Entries shown
◆ ◆ ◆ ◆ ◆

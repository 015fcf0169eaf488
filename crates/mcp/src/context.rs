// Per-call invocation context handed to tools

use std::collections::HashMap;
use std::sync::Arc;
use toolhost_core::{Identity, StorageBackend};

/// Opaque bindings passed through to tool handlers unchanged.
///
/// The dispatcher assumes nothing about its contents; each tool reads and
/// validates the keys it needs.
#[derive(Debug, Clone, Default)]
pub struct Environment {
    values: HashMap<String, serde_json::Value>,
}

impl Environment {
    pub fn new() -> Self {
        Self::default()
    }

    pub fn with(mut self, key: impl Into<String>, value: serde_json::Value) -> Self {
        self.values.insert(key.into(), value);
        self
    }

    pub fn get(&self, key: &str) -> Option<&serde_json::Value> {
        self.values.get(key)
    }

    pub fn get_str(&self, key: &str) -> Option<&str> {
        self.get(key).and_then(serde_json::Value::as_str)
    }

    pub fn len(&self) -> usize {
        self.values.len()
    }

    pub fn is_empty(&self) -> bool {
        self.values.is_empty()
    }
}

impl From<HashMap<String, serde_json::Value>> for Environment {
    fn from(values: HashMap<String, serde_json::Value>) -> Self {
        Self { values }
    }
}

/// Built fresh for every tool call and never shared between calls.
///
/// Carries the secure hash of the caller's credential, never the credential.
#[derive(Clone)]
pub struct InvocationContext {
    pub identity: Identity,
    /// `hash_secure` of the credential; `None` for anonymous calls
    pub credential_hash: Option<String>,
    pub storage: Arc<dyn StorageBackend>,
    pub env: Arc<Environment>,
    pub debug_mode: bool,
    pub request_id: String,
}

impl std::fmt::Debug for InvocationContext {
    fn fmt(&self, f: &mut std::fmt::Formatter<'_>) -> std::fmt::Result {
        f.debug_struct("InvocationContext")
            .field("identity", &self.identity)
            .field("debug_mode", &self.debug_mode)
            .field("request_id", &self.request_id)
            .finish_non_exhaustive()
    }
}
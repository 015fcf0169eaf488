// Versioned key-value storage contract

pub mod atomic;
pub mod memory;

pub use atomic::{
    atomic_update, batch_get, batch_put, delete_by_prefix, AtomicUpdateOptions,
    AtomicUpdateResult,
};
pub use memory::MemoryStorage;

use chrono::{DateTime, Utc};
use serde::de::DeserializeOwned;
use serde::{Deserialize, Serialize};
use std::time::Duration;

/// Version reported for a key that does not exist
pub const ABSENT_VERSION: u64 = 0;

pub type StorageResult<T> = Result<T, StorageError>;

#[derive(Debug, thiserror::Error)]
pub enum StorageError {
    #[error("Serialization error: {0}")]
    Serialization(#[from] serde_json::Error),

    #[error("Storage backend error: {0}")]
    Backend(#[from] anyhow::Error),
}

/// A stored value with its write version
#[derive(Debug, Clone, Serialize, Deserialize)]
pub struct StorageRecord {
    pub value: serde_json::Value,
    pub version: u64,
    #[serde(skip_serializing_if = "Option::is_none")]
    pub metadata: Option<serde_json::Value>,
    #[serde(skip_serializing_if = "Option::is_none")]
    pub expires_at: Option<DateTime<Utc>>,
}

impl StorageRecord {
    pub fn is_expired(&self, now: DateTime<Utc>) -> bool {
        self.expires_at.is_some_and(|at| at <= now)
    }
}

#[derive(Debug, Clone, PartialEq)]
pub struct VersionedValue {
    pub value: serde_json::Value,
    pub version: u64,
}

#[derive(Debug, Clone, Default)]
pub struct PutOptions {
    pub metadata: Option<serde_json::Value>,
    /// Record is treated as absent once this has elapsed
    pub ttl: Option<Duration>,
}

impl PutOptions {
    pub fn with_ttl(ttl: Duration) -> Self {
        Self {
            metadata: None,
            ttl: Some(ttl),
        }
    }
}

#[derive(Debug, Clone, Default)]
pub struct ListOptions {
    pub limit: Option<usize>,
    /// Opaque position returned by a previous page
    pub cursor: Option<String>,
}

impl ListOptions {
    pub fn page(limit: usize, cursor: Option<String>) -> Self {
        Self {
            limit: Some(limit),
            cursor,
        }
    }
}

#[derive(Debug, Clone, Default, PartialEq)]
pub struct ListResult {
    pub keys: Vec<String>,
    pub cursor: Option<String>,
    pub complete: bool,
}

/// Storage backend abstraction.
///
/// Every successful write bumps the record version by one. Absent keys report
/// [`ABSENT_VERSION`], so `put_if_match(key, value, ABSENT_VERSION)` is a
/// create-only write.
#[async_trait::async_trait]
pub trait StorageBackend: Send + Sync {
    async fn get(&self, key: &str) -> StorageResult<Option<serde_json::Value>>;

    async fn put(&self, key: &str, value: serde_json::Value, options: PutOptions) -> StorageResult<()>;

    /// Remove a key. Deleting an absent key is not an error.
    async fn delete(&self, key: &str) -> StorageResult<()>;

    /// List keys starting with `prefix` in lexicographic order, one page at a time
    async fn list(&self, prefix: &str, options: ListOptions) -> StorageResult<ListResult>;

    async fn get_with_version(&self, key: &str) -> StorageResult<Option<VersionedValue>>;

    /// Write only if the stored version equals `expected_version`.
    /// Returns `false` on a version mismatch.
    async fn put_if_match(
        &self,
        key: &str,
        value: serde_json::Value,
        expected_version: u64,
    ) -> StorageResult<bool>;
}

/// Read and decode a typed value
pub async fn load<T: DeserializeOwned>(
    storage: &dyn StorageBackend,
    key: &str,
) -> StorageResult<Option<T>> {
    match storage.get(key).await? {
        Some(value) => Ok(Some(serde_json::from_value(value)?)),
        None => Ok(None),
    }
}

/// Encode and write a typed value
pub async fn store<T: Serialize + Sync>(
    storage: &dyn StorageBackend,
    key: &str,
    value: &T,
    options: PutOptions,
) -> StorageResult<()> {
    storage.put(key, serde_json::to_value(value)?, options).await
}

◆ ◆ ◆ ◆ ◆

How to complete this task
Among the entries, find each line that includes the string "Serialization" and copy it.

Response to the exercise
    #[error("Serialization error: {0}")]
    Serialization(#[from] serde_json::Error),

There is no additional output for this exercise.